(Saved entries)
****************

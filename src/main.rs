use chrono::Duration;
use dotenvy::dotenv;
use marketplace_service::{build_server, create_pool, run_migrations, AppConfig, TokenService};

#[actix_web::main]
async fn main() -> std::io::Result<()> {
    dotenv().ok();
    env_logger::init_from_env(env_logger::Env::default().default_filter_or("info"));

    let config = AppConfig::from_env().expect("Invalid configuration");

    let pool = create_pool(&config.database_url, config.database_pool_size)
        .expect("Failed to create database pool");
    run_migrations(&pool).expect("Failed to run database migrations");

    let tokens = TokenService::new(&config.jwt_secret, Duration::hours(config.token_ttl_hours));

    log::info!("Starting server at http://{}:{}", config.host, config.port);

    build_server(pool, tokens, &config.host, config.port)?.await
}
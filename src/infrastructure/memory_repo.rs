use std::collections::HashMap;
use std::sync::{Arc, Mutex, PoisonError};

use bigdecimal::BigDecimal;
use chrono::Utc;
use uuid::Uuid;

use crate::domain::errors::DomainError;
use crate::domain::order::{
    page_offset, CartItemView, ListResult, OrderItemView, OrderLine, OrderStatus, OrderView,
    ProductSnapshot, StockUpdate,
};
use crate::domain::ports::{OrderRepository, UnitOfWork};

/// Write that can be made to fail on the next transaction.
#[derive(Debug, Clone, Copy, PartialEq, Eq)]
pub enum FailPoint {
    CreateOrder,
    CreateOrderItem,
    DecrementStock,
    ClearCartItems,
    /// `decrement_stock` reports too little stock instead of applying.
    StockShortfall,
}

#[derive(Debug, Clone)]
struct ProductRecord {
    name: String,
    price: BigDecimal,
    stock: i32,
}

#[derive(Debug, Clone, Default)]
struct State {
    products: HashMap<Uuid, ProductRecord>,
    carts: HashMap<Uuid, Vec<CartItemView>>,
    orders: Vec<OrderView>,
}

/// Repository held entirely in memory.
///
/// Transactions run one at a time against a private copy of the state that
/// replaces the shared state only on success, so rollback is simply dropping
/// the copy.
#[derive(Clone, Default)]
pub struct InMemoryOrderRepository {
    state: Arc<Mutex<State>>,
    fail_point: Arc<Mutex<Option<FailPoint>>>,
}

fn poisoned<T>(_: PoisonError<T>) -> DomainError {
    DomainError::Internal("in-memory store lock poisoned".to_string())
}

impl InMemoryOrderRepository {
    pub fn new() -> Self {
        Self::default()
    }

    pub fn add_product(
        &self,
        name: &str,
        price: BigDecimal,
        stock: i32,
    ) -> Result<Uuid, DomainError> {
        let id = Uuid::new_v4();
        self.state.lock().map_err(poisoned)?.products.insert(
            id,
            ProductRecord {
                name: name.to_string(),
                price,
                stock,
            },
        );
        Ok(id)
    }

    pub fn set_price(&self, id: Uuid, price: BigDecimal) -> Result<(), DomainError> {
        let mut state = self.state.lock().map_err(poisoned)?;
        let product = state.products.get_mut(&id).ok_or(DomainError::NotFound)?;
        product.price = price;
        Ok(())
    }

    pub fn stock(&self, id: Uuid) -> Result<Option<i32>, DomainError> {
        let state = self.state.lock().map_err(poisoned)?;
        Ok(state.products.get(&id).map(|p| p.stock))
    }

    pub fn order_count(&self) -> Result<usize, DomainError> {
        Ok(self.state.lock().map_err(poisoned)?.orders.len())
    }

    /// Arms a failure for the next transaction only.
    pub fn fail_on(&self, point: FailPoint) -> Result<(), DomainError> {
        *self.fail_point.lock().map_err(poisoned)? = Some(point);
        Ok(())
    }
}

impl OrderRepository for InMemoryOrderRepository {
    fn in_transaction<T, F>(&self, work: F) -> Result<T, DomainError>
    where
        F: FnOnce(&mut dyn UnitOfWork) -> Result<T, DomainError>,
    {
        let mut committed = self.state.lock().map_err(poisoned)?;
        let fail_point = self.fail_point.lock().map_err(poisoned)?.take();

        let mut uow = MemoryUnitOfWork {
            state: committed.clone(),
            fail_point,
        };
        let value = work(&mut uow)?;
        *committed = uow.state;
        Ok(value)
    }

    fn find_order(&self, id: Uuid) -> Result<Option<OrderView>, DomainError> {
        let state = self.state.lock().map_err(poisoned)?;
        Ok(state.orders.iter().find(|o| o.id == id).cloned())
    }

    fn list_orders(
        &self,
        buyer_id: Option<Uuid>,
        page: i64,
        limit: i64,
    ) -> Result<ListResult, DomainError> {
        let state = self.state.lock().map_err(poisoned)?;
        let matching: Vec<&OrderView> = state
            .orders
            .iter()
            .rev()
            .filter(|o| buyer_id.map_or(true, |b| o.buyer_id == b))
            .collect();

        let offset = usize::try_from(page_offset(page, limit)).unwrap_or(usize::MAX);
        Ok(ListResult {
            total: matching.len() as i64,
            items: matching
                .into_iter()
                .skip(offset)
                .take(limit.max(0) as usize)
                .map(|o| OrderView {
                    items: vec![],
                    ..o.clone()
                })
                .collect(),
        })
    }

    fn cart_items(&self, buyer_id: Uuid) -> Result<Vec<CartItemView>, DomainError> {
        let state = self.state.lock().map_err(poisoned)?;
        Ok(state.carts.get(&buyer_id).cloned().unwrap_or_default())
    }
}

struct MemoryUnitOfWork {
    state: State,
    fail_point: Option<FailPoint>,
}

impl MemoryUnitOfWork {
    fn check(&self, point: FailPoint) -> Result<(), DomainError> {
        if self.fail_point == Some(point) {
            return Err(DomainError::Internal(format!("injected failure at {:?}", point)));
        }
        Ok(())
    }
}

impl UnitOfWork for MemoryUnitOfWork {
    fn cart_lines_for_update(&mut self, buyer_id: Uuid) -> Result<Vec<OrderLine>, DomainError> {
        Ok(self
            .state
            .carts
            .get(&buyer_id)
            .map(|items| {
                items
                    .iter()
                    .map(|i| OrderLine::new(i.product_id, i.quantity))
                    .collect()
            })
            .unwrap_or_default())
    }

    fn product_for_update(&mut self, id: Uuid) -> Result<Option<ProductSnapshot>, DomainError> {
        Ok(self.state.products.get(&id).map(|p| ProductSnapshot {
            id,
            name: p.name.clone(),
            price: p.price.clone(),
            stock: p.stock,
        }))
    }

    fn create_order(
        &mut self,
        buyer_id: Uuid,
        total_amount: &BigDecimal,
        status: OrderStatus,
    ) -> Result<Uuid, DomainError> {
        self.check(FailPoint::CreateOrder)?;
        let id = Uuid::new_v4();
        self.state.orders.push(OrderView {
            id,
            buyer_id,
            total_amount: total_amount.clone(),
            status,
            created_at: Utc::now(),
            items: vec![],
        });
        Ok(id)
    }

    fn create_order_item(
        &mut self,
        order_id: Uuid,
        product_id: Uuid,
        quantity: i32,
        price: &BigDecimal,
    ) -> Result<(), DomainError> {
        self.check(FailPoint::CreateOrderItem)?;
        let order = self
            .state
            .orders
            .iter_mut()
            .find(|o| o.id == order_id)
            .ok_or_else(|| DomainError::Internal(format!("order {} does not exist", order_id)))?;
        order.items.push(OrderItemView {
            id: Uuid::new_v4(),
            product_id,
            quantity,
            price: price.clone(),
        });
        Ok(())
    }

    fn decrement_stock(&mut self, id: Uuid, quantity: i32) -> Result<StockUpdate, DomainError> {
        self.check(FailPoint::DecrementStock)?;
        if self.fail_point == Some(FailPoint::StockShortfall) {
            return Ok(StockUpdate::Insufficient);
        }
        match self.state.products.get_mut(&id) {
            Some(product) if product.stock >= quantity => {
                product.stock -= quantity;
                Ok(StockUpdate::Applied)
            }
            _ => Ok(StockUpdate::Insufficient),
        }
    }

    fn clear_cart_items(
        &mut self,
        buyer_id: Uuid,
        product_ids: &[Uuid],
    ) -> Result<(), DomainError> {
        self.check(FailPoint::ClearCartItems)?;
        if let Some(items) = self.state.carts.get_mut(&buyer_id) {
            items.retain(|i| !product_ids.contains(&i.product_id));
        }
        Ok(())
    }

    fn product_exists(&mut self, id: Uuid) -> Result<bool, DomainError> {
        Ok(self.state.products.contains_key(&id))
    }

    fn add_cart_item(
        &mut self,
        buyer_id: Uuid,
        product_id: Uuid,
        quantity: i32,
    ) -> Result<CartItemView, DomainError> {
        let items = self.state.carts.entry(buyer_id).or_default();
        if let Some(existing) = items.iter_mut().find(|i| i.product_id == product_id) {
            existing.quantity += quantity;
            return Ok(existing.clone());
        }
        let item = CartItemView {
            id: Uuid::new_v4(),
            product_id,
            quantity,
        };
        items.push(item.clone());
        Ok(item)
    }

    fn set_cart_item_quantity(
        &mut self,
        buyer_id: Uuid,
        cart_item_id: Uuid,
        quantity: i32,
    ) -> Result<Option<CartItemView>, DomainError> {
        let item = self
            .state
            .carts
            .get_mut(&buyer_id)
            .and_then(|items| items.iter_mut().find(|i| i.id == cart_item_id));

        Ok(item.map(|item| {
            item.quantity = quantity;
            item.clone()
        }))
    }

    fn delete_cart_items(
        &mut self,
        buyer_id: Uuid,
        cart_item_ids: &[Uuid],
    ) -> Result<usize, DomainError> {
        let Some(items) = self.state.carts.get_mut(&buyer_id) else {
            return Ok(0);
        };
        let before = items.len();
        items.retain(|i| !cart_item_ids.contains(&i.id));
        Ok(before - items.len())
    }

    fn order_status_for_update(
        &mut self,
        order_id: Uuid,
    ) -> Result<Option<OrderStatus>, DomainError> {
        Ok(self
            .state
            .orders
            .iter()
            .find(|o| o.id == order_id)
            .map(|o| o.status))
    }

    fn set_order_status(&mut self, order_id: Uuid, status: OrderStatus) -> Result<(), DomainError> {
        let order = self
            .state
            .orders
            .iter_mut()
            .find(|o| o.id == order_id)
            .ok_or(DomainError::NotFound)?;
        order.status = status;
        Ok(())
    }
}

****************

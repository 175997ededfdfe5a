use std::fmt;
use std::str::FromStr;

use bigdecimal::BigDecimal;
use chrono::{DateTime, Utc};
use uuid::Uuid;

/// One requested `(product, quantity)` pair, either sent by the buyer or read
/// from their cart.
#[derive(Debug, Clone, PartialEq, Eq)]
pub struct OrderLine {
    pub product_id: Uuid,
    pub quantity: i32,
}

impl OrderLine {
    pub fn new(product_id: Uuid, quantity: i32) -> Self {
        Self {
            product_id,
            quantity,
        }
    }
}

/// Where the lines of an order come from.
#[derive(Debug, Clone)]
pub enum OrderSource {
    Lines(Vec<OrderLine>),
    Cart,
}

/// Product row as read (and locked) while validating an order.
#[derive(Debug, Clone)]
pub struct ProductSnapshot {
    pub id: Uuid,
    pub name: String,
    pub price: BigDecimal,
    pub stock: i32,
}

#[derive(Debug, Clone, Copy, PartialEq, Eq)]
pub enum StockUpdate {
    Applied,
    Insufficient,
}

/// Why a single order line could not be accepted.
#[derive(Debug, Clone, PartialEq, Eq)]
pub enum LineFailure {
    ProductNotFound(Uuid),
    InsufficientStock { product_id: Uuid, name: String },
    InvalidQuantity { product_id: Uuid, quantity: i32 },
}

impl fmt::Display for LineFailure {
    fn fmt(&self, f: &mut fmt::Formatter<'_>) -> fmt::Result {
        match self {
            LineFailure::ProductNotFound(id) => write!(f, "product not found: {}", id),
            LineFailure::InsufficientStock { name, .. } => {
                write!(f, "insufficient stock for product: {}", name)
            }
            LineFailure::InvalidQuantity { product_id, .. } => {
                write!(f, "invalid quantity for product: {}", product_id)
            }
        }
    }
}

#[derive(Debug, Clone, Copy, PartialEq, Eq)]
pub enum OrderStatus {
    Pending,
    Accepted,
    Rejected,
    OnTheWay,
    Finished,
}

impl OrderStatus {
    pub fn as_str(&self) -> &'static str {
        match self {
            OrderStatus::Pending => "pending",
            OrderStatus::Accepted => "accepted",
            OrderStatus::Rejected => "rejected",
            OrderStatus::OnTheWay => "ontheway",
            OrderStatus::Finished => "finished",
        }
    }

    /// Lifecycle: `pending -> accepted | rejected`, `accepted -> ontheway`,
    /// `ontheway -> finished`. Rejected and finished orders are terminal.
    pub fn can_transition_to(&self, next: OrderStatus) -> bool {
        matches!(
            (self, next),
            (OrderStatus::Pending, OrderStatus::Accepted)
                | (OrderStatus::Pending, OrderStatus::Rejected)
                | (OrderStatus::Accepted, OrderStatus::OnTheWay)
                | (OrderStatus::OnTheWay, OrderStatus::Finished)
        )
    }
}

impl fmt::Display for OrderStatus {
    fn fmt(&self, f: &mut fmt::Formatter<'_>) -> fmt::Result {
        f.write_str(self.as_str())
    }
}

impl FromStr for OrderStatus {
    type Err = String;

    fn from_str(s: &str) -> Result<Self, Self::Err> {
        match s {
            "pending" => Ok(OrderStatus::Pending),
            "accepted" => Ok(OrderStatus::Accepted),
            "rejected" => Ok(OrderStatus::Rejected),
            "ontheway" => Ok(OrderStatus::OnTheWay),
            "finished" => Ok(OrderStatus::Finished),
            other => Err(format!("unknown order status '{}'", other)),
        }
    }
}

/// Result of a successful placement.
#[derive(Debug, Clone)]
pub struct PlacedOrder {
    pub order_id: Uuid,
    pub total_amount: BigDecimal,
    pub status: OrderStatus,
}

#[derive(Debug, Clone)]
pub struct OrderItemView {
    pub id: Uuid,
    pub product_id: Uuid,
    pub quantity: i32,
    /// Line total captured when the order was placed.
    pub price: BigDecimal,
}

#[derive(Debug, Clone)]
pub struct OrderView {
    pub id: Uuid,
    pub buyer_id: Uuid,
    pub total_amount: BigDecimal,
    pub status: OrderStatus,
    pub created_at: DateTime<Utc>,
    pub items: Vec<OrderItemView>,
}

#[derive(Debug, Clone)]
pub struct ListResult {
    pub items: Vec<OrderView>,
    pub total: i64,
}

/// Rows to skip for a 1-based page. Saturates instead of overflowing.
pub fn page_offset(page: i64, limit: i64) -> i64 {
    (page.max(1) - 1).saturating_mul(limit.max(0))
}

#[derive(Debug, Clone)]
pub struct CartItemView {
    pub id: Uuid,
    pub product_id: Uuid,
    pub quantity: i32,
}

****************

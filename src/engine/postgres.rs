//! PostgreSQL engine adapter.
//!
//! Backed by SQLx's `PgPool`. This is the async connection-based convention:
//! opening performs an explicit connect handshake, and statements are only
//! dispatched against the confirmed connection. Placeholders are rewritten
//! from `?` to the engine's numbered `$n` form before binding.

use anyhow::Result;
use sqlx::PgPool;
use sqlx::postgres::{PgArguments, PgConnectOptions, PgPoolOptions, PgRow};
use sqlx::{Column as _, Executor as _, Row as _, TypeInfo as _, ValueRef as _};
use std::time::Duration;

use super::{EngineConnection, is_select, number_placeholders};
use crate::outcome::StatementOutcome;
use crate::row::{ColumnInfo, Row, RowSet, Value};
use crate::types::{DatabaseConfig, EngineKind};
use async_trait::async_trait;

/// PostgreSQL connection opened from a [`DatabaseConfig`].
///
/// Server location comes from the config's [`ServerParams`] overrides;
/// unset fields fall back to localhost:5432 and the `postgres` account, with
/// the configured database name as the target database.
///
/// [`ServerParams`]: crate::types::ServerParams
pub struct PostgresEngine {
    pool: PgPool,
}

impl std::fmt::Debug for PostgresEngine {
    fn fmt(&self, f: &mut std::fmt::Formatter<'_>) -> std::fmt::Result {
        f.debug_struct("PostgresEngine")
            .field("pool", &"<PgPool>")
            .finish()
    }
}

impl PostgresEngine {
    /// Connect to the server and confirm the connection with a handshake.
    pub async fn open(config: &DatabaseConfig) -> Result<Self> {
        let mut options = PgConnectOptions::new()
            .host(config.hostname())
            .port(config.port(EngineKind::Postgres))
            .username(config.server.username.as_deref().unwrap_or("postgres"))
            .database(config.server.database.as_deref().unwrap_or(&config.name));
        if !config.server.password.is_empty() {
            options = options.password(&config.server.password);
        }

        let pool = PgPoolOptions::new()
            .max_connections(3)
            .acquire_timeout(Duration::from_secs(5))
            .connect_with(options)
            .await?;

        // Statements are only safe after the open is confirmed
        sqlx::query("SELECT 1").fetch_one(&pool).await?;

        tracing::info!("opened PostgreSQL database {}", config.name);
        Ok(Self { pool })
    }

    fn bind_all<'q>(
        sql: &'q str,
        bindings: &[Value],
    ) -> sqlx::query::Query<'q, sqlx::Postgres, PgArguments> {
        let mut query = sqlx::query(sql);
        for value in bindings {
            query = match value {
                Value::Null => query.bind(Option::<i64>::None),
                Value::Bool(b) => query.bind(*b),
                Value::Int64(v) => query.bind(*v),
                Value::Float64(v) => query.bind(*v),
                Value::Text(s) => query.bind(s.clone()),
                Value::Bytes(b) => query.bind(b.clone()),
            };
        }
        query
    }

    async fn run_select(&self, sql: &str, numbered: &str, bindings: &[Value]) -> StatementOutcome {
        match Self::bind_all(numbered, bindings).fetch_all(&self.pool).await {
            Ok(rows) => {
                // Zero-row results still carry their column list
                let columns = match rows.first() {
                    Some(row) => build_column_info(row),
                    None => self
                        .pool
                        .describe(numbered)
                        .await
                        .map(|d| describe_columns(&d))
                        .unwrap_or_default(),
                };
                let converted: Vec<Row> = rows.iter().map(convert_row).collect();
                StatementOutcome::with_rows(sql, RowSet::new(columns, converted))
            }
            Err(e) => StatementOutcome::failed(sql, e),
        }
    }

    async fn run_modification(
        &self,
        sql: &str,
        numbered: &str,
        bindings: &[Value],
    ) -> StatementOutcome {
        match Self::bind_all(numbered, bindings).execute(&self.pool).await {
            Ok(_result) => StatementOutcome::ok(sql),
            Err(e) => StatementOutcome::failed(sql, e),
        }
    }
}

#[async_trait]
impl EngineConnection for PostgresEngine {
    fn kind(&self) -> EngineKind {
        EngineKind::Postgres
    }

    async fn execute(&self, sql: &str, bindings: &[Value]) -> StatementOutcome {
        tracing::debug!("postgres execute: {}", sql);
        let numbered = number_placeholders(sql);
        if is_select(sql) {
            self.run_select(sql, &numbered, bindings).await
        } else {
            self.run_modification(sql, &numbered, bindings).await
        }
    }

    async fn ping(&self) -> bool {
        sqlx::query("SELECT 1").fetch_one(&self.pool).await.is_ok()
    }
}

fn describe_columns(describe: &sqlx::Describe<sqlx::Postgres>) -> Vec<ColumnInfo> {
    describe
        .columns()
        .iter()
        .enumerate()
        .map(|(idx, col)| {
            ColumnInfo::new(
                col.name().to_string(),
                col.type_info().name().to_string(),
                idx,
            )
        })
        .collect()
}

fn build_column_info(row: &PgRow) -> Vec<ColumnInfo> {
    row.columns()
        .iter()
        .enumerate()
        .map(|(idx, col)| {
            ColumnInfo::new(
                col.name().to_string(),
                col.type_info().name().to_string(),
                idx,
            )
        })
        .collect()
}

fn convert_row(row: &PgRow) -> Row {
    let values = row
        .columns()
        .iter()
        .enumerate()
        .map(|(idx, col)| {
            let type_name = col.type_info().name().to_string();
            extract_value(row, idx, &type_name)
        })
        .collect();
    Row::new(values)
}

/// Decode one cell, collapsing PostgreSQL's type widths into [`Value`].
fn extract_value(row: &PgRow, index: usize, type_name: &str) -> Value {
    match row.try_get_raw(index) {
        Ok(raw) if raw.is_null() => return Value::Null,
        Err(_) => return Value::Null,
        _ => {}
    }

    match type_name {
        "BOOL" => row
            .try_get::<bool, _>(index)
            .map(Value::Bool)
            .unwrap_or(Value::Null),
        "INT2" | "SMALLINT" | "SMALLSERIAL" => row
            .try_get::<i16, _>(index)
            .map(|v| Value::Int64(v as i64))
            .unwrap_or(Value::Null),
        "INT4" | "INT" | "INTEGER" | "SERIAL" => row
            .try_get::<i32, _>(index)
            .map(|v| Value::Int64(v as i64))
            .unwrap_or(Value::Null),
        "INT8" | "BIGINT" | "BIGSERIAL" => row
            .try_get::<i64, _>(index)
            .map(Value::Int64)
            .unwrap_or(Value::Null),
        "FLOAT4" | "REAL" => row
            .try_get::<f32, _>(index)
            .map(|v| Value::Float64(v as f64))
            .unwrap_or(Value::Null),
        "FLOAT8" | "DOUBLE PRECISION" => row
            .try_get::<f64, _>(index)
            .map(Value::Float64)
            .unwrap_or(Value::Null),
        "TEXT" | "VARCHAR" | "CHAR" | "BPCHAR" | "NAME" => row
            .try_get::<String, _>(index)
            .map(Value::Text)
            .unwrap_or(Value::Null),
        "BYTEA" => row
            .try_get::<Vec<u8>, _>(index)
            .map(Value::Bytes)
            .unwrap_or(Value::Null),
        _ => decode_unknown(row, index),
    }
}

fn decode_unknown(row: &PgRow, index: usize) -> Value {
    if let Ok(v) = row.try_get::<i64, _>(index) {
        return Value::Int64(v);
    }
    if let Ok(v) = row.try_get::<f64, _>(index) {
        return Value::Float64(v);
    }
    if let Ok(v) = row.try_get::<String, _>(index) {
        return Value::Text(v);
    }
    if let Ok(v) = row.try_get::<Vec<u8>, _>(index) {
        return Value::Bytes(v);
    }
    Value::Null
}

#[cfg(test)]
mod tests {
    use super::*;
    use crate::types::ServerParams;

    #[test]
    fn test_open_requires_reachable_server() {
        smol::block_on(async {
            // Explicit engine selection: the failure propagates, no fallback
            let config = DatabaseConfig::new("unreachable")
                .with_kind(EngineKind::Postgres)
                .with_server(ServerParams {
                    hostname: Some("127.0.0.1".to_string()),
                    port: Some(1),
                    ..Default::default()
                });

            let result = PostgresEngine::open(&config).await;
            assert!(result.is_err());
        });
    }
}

****************

• **ASSIGNMENT**
Working through the records, copy each line in which the word "next" appears.

• **EXERCISE RESULT**
/// Write that can be made to fail on the next transaction.
    /// Arms a failure for the next transaction only.
    pub fn can_transition_to(&self, next: OrderStatus) -> bool {
            (self, next),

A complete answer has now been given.